[MATERIALS PROVIDED Boundary: Start]
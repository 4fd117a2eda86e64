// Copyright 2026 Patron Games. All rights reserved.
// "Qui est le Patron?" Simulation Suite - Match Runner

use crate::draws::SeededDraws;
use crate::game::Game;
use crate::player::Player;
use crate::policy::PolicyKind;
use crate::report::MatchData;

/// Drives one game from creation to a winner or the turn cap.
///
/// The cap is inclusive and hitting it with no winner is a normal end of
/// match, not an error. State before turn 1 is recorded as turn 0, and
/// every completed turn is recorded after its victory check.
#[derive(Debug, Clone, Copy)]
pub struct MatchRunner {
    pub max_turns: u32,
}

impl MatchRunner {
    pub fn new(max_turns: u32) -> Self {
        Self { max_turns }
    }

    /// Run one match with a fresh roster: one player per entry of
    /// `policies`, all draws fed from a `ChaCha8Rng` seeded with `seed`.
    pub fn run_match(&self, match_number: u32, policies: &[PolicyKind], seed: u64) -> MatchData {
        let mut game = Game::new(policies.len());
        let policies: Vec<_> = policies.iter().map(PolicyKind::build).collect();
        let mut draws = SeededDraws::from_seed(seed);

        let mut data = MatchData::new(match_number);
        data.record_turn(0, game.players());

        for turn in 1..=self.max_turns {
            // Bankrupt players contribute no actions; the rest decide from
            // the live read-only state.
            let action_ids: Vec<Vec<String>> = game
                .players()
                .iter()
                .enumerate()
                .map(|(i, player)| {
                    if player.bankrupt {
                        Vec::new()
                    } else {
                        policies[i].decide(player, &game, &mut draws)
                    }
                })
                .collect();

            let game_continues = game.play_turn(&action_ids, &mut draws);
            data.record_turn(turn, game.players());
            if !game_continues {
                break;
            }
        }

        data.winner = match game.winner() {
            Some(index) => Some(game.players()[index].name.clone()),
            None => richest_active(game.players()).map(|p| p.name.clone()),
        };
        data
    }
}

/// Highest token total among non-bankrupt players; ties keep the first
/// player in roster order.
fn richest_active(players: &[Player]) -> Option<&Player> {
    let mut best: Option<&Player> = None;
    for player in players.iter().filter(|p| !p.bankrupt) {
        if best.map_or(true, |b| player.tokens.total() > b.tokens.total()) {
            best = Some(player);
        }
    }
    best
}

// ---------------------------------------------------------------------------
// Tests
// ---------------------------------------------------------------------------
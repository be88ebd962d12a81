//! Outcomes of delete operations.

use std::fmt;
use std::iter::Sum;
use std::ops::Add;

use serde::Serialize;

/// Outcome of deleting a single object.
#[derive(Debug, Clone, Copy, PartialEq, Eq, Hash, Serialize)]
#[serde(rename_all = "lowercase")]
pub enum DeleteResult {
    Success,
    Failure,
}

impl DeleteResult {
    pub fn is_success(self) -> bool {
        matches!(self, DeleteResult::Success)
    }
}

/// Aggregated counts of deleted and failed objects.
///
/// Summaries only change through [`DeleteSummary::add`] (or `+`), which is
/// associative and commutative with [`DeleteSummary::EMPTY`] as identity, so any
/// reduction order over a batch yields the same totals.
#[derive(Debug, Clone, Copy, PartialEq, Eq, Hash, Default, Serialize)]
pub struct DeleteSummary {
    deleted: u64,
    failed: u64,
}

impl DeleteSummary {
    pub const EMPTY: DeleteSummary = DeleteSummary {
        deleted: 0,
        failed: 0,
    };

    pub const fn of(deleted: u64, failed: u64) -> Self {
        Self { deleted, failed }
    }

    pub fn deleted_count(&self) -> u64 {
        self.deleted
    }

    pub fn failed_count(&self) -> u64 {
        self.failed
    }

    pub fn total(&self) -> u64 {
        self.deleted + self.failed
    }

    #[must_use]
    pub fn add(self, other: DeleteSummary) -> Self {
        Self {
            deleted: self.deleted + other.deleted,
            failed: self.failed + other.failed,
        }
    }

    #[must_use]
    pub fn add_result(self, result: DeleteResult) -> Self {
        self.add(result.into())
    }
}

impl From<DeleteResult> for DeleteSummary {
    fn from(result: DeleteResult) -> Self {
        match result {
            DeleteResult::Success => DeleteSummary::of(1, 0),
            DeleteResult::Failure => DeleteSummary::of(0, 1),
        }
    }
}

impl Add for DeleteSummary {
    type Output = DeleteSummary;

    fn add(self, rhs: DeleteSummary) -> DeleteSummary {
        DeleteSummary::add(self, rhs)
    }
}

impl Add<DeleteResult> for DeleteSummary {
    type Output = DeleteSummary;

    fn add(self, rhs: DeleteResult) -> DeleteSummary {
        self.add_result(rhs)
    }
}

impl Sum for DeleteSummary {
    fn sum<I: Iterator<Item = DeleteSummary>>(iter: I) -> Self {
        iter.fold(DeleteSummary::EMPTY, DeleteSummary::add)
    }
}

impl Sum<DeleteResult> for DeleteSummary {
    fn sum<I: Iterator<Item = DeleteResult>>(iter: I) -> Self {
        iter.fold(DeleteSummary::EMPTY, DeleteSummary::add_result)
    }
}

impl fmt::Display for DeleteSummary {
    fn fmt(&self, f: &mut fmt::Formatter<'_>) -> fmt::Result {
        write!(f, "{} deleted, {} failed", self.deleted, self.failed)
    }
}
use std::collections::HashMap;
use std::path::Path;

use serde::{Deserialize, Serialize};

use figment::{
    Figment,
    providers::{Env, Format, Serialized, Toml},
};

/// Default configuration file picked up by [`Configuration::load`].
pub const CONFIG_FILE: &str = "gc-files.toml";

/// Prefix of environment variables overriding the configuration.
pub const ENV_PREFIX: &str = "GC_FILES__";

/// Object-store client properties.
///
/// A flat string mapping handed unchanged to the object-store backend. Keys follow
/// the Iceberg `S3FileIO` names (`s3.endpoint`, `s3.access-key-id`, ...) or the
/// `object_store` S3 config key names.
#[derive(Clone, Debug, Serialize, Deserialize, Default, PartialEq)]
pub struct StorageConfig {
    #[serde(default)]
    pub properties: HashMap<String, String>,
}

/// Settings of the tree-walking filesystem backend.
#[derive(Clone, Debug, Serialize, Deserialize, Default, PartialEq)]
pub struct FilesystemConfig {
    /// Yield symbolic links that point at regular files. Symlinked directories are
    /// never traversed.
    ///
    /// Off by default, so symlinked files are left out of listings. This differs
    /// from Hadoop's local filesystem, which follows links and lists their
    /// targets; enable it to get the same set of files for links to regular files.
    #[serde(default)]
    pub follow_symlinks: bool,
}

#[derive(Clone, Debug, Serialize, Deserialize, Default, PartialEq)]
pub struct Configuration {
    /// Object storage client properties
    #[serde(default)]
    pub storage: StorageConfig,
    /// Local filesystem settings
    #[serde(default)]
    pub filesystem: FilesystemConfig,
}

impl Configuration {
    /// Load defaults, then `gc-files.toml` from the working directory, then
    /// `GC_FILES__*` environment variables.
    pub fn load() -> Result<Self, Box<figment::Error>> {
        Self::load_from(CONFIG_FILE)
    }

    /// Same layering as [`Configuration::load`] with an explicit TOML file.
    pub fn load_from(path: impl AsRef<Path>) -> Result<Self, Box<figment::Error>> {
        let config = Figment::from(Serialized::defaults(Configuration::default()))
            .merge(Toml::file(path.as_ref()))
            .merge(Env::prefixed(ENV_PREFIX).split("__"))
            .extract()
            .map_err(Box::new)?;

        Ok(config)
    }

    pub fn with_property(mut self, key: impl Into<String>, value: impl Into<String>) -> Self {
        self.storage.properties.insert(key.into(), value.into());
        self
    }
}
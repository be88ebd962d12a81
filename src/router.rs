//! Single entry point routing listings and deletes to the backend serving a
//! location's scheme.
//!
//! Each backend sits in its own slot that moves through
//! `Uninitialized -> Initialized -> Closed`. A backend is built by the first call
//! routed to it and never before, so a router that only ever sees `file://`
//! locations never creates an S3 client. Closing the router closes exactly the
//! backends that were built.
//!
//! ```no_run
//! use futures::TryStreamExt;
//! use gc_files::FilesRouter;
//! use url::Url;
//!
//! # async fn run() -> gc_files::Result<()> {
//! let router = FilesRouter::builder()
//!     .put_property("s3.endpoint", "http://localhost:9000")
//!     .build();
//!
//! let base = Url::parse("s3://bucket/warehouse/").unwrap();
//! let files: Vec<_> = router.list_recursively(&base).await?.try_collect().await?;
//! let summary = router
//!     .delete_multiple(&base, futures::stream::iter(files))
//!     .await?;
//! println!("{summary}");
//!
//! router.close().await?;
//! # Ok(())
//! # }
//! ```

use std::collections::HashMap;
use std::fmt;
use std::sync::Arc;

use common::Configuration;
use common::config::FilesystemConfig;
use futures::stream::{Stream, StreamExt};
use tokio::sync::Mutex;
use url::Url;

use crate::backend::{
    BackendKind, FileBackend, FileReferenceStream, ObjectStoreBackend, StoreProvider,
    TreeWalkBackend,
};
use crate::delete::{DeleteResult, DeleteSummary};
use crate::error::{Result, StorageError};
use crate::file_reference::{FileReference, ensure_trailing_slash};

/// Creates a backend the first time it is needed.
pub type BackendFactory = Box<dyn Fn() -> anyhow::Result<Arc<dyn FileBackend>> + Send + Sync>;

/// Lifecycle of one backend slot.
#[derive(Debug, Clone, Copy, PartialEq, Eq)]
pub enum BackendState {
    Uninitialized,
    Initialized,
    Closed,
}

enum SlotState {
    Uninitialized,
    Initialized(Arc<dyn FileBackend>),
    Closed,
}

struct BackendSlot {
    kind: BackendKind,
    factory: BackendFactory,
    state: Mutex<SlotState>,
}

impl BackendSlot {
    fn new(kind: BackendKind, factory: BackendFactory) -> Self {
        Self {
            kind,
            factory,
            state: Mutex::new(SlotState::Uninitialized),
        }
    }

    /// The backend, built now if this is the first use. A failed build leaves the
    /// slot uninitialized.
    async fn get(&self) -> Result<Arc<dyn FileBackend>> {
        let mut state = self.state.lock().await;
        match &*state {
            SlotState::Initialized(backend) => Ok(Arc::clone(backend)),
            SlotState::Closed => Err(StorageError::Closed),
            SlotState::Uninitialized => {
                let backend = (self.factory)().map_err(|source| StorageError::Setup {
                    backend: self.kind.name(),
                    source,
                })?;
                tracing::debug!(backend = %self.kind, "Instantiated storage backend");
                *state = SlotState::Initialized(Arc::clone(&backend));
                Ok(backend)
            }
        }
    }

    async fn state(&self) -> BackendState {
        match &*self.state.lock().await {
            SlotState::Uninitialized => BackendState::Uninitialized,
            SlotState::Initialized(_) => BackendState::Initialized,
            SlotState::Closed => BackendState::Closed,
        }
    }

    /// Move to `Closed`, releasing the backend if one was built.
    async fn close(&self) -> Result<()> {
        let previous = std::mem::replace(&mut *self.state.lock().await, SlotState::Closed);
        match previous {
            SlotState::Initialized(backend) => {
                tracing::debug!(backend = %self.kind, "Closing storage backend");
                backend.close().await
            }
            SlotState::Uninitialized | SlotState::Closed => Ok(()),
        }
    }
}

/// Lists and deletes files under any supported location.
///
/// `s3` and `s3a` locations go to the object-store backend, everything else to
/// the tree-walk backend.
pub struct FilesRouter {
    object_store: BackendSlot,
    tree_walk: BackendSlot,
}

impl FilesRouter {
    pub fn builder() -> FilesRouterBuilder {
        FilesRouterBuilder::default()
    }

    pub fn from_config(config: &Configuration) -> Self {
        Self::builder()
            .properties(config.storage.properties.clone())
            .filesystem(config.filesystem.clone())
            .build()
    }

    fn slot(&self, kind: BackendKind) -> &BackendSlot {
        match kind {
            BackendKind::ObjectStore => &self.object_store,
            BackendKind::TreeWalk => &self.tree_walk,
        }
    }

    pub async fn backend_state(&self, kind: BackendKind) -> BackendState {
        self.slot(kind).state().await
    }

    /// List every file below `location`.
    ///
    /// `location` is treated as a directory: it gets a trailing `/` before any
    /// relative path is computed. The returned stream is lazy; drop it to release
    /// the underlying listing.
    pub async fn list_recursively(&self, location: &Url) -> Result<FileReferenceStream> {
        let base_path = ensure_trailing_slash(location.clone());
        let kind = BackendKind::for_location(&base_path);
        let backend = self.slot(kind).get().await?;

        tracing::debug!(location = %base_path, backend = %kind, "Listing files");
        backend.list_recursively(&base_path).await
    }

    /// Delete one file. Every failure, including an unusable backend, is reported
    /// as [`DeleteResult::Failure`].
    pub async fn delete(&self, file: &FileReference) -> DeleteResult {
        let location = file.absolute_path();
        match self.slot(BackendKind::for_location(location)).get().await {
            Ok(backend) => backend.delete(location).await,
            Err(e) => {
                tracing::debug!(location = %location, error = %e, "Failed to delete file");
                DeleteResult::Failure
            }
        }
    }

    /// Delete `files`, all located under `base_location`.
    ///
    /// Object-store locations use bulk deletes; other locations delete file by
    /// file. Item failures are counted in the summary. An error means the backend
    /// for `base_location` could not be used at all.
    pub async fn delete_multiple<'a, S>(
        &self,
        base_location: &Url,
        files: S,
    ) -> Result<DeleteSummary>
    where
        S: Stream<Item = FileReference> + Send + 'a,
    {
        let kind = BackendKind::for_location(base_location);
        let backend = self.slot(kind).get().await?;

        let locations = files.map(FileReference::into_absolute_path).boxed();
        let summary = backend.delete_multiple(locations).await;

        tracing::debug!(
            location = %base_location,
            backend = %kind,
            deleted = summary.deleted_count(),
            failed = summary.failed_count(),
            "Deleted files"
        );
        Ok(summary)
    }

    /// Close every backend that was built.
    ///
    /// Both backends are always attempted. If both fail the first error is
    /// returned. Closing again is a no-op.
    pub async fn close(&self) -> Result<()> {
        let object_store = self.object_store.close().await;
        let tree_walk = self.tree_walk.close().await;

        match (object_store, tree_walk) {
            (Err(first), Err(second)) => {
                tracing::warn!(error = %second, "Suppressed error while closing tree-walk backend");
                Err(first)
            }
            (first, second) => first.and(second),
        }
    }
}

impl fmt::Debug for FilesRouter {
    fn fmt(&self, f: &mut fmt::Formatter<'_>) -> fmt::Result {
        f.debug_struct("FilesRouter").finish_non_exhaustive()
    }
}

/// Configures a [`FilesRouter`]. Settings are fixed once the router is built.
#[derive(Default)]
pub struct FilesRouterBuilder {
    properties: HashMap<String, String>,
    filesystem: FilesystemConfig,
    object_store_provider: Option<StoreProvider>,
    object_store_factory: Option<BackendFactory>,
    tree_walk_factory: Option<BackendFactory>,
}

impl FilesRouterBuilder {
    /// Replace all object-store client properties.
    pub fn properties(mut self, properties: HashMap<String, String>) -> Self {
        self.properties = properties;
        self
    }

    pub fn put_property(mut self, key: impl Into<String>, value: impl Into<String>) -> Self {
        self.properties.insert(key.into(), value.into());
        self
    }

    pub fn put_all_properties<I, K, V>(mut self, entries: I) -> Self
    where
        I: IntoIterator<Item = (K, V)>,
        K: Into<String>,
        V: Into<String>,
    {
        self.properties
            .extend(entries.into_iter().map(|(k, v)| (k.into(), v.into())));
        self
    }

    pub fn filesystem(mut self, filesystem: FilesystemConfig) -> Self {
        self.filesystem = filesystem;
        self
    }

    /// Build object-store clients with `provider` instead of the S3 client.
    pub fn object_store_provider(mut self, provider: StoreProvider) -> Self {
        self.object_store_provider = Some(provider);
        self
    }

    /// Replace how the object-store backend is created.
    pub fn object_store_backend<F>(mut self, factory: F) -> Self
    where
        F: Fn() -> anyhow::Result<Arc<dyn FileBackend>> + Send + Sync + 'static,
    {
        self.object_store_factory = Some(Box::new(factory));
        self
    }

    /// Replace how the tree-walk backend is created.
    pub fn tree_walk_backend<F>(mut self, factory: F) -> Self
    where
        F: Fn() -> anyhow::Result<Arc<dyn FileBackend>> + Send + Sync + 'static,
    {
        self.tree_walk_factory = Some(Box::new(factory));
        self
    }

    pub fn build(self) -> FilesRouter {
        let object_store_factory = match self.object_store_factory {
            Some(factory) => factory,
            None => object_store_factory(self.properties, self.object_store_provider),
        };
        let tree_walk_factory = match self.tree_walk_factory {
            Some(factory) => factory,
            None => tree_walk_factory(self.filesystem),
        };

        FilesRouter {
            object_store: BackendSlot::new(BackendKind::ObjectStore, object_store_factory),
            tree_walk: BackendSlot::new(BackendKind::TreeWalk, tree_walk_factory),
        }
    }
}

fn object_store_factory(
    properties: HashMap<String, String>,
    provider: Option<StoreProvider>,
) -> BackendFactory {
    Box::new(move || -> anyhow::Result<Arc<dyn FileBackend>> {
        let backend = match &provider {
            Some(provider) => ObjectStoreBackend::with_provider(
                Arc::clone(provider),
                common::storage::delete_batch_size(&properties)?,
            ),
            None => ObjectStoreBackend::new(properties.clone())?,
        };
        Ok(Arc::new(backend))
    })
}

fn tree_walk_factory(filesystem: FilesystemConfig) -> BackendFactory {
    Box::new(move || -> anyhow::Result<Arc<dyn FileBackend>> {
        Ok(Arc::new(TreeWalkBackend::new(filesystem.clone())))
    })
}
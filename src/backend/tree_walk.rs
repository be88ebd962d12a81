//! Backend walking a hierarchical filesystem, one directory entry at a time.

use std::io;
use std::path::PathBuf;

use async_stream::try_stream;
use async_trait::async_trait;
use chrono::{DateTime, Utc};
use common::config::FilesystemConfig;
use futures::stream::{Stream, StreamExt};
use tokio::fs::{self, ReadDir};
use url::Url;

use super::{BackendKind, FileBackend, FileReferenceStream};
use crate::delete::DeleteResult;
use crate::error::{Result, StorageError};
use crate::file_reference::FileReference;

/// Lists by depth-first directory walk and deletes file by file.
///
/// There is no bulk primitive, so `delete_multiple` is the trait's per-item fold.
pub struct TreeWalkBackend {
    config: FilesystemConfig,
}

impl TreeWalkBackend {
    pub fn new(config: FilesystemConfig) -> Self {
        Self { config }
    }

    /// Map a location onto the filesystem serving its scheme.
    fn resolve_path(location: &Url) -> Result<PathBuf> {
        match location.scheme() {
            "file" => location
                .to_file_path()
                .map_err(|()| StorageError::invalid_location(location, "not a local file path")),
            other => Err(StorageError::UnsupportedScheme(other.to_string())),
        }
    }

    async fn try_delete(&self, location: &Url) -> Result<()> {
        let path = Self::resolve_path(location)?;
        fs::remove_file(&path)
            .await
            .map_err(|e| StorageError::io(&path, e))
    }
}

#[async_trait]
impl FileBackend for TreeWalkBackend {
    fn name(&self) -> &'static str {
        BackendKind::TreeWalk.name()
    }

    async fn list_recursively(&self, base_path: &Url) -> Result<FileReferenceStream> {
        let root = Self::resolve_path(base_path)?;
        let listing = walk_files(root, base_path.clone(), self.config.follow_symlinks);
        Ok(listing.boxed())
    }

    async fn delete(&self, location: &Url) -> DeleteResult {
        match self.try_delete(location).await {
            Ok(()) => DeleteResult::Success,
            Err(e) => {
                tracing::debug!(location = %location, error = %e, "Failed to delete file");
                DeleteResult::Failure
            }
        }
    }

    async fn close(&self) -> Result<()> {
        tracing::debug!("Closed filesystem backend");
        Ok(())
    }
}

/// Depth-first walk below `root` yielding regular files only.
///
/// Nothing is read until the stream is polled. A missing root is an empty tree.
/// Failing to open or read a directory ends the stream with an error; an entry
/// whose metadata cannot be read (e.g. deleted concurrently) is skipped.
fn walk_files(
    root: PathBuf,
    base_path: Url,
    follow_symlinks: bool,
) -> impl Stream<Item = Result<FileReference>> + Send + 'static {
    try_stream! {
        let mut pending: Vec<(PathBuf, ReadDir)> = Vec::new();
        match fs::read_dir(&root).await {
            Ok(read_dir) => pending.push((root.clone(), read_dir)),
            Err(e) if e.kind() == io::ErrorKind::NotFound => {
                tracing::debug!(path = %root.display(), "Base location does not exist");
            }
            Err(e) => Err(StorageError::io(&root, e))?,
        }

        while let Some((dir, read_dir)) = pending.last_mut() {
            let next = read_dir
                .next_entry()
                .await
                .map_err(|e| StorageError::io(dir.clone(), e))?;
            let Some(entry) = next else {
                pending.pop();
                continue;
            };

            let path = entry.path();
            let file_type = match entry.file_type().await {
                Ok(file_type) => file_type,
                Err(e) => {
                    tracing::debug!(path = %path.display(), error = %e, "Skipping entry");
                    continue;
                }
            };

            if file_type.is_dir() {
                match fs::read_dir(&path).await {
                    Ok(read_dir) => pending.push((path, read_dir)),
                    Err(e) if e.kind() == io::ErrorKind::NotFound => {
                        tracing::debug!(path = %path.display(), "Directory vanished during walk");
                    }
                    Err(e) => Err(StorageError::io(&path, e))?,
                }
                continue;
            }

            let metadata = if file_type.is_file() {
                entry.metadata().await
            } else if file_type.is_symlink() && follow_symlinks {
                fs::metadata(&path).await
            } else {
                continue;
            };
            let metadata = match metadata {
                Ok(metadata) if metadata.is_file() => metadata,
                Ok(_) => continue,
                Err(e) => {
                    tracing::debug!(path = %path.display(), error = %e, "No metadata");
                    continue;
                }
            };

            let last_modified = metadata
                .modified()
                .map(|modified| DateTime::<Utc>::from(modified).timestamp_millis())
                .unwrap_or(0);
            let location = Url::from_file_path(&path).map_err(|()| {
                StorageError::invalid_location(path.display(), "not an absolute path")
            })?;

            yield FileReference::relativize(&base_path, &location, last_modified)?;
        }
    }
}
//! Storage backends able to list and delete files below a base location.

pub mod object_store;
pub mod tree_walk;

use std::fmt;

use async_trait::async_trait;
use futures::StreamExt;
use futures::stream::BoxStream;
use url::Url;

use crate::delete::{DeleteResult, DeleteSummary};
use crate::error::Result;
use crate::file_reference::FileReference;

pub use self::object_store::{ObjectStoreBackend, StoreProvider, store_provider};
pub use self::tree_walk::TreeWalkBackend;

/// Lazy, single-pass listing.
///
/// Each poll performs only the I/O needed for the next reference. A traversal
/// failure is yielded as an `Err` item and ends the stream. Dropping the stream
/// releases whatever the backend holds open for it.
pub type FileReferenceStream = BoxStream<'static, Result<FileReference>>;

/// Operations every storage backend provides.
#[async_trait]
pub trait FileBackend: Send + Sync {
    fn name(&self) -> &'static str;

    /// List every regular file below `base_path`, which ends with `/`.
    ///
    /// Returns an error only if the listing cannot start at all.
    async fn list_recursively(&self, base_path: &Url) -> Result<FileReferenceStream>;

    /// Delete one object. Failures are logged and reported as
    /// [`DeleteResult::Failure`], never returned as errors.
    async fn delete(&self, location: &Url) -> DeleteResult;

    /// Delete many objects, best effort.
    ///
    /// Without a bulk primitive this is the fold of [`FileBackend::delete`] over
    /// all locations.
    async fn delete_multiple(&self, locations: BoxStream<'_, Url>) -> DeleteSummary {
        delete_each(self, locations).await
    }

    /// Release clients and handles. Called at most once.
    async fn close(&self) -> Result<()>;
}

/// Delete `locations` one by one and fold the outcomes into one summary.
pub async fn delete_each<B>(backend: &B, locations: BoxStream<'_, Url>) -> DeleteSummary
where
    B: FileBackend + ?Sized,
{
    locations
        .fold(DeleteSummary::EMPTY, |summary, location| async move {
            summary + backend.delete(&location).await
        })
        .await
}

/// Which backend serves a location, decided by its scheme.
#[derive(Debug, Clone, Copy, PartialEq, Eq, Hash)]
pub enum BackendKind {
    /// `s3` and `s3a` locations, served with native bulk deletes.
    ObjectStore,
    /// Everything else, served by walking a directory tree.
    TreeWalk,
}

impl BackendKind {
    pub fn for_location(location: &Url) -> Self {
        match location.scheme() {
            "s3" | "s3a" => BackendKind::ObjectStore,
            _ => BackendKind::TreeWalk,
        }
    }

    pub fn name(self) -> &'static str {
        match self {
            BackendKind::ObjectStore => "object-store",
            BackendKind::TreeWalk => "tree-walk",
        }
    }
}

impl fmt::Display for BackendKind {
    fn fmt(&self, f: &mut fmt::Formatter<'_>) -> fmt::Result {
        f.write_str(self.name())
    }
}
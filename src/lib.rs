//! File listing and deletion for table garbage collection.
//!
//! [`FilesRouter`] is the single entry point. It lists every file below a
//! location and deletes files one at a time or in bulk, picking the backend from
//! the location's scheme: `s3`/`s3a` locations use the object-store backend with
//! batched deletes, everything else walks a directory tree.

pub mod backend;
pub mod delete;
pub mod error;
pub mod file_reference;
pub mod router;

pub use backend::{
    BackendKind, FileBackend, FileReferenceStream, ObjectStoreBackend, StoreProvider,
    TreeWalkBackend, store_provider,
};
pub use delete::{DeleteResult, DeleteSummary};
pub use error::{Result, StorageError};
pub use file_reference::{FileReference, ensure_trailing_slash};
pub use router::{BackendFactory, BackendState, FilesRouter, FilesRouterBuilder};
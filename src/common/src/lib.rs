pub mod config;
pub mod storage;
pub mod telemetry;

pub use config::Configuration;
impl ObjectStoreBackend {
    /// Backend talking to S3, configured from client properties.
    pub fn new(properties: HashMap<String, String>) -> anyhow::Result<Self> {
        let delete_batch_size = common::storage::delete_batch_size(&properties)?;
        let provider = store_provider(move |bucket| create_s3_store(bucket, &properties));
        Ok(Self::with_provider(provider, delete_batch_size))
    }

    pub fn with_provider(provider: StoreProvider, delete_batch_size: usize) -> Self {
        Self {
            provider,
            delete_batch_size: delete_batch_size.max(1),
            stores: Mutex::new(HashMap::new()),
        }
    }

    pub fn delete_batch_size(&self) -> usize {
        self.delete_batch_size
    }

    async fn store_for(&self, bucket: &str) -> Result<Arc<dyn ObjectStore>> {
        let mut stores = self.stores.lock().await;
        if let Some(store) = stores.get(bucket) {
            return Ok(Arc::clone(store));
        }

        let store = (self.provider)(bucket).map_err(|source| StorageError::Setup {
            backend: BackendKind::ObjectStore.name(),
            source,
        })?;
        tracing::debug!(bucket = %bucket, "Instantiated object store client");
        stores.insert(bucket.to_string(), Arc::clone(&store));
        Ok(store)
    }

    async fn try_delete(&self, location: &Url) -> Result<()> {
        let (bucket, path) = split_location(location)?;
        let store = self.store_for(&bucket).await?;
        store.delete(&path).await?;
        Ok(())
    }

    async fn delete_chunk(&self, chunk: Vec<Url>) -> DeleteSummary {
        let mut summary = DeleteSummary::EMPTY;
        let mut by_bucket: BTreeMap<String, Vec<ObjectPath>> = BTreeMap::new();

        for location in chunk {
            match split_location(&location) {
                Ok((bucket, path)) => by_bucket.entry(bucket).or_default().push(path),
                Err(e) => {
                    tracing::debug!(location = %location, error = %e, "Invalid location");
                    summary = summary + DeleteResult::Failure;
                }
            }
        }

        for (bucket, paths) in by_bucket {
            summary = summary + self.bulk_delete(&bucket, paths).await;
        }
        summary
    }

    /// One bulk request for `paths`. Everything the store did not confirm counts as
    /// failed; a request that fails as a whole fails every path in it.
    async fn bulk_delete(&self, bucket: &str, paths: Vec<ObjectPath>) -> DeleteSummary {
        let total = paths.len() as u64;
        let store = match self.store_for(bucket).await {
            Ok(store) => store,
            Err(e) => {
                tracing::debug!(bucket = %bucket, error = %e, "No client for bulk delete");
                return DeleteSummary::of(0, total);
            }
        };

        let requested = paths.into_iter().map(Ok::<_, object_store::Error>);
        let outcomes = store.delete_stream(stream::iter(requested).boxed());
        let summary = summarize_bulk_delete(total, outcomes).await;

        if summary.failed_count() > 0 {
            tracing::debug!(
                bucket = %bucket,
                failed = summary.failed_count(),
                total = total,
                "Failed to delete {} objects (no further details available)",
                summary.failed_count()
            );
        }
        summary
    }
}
[MATERIALS PROVIDED Boundary: End]
◆ **TRY IT**
Quote the data above from the line containing "fn sum<I: Iterator<Item = DeleteResult>>(iter: I)" to the line containing "Default configuration file", inclusive, and stop.

◆ **RESPONSE TO THE EXERCISE**
    fn sum<I: Iterator<Item = DeleteResult>>(iter: I) -> Self {
        iter.fold(DeleteSummary::EMPTY, DeleteSummary::add_result)
    }
}

impl fmt::Display for DeleteSummary {
    fn fmt(&self, f: &mut fmt::Formatter<'_>) -> fmt::Result {
        write!(f, "{} deleted, {} failed", self.deleted, self.failed)
    }
}
use std::collections::HashMap;
use std::path::Path;

use serde::{Deserialize, Serialize};

use figment::{
    Figment,
    providers::{Env, Format, Serialized, Toml},
};

/// Default configuration file picked up by [`Configuration::load`].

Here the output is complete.